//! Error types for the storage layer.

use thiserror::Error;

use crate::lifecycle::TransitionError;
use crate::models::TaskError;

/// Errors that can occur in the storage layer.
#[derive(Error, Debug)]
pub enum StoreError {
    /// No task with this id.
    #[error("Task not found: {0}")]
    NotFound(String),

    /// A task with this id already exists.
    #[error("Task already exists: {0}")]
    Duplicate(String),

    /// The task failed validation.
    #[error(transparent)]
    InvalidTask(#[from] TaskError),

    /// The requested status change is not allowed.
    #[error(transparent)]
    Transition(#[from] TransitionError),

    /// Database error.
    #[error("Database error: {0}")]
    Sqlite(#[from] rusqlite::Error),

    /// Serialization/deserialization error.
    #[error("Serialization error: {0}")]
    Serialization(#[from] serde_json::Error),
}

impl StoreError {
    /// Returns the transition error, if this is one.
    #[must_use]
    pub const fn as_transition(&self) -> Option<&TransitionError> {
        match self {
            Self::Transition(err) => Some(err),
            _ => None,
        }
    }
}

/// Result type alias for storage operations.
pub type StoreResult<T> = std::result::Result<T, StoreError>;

================

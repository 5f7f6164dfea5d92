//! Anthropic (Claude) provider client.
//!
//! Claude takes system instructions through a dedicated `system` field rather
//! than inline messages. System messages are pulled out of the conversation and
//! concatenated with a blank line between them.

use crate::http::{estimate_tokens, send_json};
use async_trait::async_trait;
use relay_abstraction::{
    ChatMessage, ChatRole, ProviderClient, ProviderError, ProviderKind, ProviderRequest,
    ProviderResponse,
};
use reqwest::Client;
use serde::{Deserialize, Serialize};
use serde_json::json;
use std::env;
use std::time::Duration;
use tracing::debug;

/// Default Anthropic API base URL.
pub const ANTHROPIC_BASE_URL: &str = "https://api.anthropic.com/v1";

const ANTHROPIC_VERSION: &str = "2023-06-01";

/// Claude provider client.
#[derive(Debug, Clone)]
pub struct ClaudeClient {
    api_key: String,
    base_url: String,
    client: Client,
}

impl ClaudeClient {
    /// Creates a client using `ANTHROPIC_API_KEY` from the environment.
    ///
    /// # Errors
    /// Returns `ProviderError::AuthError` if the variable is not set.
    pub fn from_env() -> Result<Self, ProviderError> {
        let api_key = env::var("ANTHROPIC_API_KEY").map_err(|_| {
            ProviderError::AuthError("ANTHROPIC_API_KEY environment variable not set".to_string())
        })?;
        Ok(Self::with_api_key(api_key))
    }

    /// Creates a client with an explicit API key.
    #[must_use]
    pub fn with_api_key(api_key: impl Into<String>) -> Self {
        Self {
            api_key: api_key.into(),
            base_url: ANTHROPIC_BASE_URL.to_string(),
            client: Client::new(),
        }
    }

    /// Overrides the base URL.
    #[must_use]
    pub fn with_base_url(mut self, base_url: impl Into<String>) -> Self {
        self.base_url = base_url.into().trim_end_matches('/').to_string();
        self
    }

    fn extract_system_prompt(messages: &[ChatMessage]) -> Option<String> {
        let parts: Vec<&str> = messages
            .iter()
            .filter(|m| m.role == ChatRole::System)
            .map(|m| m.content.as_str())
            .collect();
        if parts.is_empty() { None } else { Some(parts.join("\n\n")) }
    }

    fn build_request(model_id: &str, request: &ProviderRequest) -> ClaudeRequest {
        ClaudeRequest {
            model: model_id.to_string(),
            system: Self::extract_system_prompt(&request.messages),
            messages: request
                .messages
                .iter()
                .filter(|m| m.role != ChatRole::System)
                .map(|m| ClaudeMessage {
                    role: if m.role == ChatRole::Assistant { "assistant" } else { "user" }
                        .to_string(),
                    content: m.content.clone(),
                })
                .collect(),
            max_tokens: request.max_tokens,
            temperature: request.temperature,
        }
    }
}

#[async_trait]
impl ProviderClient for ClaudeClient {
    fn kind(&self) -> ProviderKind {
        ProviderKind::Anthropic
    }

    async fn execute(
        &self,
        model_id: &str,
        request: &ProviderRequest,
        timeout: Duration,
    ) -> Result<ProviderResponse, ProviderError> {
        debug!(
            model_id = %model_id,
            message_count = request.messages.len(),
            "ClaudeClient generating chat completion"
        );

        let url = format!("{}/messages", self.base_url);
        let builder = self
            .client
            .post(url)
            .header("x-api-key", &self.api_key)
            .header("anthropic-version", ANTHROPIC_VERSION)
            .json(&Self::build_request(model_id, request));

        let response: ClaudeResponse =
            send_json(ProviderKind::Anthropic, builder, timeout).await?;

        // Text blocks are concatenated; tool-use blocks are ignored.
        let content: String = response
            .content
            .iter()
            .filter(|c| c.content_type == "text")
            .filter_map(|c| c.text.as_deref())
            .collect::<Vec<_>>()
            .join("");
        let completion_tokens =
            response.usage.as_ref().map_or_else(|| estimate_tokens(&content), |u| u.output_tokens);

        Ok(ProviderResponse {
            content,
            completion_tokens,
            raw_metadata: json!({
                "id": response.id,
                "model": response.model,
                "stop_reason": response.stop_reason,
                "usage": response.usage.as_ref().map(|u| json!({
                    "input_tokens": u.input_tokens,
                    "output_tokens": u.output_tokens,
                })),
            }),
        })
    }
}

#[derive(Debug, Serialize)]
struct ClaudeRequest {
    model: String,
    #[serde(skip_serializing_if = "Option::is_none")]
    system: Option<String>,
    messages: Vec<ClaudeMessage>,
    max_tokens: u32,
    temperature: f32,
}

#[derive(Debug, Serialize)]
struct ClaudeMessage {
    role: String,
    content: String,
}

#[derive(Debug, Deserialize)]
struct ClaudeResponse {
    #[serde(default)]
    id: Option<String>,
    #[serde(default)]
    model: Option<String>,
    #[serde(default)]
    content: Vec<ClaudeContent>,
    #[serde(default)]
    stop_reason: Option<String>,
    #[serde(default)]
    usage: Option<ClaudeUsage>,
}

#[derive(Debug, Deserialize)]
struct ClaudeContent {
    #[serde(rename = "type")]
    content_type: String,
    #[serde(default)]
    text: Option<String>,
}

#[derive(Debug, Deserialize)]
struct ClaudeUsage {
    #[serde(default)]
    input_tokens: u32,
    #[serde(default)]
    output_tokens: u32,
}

================

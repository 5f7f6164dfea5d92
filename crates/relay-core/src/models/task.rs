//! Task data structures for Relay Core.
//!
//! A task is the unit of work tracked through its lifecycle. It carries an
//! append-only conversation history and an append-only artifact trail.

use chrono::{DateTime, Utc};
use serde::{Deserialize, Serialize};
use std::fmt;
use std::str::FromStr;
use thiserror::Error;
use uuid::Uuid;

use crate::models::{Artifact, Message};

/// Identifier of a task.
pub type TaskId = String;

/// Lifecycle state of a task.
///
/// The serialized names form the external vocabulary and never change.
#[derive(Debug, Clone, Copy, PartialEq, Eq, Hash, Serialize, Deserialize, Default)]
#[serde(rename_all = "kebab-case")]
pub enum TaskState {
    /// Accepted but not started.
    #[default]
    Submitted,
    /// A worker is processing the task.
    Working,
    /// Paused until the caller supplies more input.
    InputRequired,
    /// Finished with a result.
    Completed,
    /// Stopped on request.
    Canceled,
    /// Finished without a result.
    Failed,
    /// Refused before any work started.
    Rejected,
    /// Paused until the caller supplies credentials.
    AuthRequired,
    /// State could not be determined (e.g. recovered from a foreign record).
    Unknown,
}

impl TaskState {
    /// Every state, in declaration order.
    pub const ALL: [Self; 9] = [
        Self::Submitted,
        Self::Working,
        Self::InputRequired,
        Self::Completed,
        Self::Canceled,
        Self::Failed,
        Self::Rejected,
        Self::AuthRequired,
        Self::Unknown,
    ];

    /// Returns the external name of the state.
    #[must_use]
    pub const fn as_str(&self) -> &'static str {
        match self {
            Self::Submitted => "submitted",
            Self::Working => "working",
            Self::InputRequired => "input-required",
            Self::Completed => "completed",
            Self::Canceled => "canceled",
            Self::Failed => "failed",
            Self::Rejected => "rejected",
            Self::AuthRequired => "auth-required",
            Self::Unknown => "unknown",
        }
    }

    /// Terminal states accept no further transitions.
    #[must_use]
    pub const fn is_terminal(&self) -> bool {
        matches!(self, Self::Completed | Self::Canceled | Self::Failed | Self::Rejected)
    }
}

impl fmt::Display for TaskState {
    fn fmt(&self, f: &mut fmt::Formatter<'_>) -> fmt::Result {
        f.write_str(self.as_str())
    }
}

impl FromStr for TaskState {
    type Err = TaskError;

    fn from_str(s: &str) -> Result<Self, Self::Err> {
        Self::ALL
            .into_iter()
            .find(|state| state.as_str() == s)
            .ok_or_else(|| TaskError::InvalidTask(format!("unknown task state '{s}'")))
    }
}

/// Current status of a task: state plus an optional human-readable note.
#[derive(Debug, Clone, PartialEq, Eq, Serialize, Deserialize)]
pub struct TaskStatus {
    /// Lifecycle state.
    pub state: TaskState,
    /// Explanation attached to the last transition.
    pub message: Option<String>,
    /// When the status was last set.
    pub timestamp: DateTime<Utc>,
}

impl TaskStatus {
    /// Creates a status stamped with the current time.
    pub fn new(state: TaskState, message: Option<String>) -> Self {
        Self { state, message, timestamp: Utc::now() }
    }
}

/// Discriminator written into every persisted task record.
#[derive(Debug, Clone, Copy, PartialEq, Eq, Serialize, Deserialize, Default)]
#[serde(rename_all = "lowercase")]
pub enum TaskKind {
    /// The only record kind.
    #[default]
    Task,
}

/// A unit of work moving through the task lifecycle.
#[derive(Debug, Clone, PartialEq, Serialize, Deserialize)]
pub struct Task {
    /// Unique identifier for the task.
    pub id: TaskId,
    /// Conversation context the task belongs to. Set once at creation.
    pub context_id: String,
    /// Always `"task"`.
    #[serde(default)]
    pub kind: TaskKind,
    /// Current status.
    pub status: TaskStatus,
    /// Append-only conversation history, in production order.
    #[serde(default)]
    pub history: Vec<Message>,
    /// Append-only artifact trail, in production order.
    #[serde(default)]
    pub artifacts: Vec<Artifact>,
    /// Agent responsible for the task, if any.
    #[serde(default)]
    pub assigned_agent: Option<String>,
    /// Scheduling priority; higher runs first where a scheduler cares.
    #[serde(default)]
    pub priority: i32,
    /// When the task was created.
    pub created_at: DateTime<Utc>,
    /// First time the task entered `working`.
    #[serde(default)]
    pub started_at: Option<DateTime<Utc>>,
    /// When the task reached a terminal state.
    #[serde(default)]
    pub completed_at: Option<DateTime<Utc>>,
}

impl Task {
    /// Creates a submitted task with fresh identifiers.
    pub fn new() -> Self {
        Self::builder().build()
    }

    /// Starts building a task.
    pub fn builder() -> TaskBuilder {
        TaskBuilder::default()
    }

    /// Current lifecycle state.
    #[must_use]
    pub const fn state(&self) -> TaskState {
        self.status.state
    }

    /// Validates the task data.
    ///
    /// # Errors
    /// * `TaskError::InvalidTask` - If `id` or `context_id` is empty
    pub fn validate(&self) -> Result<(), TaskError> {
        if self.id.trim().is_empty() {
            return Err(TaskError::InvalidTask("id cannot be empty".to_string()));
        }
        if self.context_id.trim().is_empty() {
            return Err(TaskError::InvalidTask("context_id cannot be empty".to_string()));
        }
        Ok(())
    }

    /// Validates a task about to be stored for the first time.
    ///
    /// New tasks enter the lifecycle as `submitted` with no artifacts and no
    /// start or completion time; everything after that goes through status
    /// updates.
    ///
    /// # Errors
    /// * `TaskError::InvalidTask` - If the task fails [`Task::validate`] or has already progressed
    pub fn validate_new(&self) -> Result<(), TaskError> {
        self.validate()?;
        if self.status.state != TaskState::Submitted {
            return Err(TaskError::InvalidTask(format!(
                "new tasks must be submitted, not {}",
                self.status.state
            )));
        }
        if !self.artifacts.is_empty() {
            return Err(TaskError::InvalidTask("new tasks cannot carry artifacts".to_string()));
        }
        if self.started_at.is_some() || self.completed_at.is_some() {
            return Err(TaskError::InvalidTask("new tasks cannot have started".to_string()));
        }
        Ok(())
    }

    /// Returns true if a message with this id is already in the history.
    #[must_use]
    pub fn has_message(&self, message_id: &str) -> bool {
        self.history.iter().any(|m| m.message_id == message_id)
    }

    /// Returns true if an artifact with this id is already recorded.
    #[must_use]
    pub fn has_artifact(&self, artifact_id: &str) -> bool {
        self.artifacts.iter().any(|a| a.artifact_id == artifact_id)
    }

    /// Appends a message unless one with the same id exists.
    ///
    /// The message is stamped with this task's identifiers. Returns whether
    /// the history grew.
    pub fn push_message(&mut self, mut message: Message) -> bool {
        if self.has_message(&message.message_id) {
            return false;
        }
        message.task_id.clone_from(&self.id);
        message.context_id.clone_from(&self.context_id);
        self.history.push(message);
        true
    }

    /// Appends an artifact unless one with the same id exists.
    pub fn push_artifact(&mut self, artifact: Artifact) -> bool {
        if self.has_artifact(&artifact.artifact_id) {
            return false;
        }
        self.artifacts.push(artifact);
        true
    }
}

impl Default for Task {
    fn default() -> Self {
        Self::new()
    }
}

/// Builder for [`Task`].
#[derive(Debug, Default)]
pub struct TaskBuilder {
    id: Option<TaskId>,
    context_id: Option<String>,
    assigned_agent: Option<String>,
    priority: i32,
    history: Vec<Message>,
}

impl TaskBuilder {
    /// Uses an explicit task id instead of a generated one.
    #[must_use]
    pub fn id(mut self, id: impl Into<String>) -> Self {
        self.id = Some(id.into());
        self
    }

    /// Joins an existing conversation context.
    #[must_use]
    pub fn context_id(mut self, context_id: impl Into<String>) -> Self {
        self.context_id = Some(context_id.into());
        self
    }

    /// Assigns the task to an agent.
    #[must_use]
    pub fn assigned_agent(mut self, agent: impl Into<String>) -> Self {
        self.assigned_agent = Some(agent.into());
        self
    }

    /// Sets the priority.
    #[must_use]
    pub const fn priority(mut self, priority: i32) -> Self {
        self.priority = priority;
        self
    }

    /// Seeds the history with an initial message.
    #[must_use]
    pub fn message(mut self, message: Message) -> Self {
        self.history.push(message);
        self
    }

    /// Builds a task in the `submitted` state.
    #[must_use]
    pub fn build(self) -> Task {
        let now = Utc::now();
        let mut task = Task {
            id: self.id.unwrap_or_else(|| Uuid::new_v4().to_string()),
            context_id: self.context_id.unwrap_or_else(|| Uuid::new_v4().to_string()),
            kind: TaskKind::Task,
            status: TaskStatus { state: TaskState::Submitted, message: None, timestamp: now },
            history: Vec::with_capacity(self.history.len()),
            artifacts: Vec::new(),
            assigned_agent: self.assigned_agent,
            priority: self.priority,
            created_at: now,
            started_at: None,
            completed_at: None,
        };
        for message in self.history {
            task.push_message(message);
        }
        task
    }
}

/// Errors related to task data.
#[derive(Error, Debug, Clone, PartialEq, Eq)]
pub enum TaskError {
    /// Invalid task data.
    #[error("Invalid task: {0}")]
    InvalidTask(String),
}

================

PROBLEM DETAILS: Among the records, find all lines that include the string "Appends" and return them.

TASK RESPONSE:
    /// Appends a message unless one with the same id exists.
    /// Appends an artifact unless one with the same id exists.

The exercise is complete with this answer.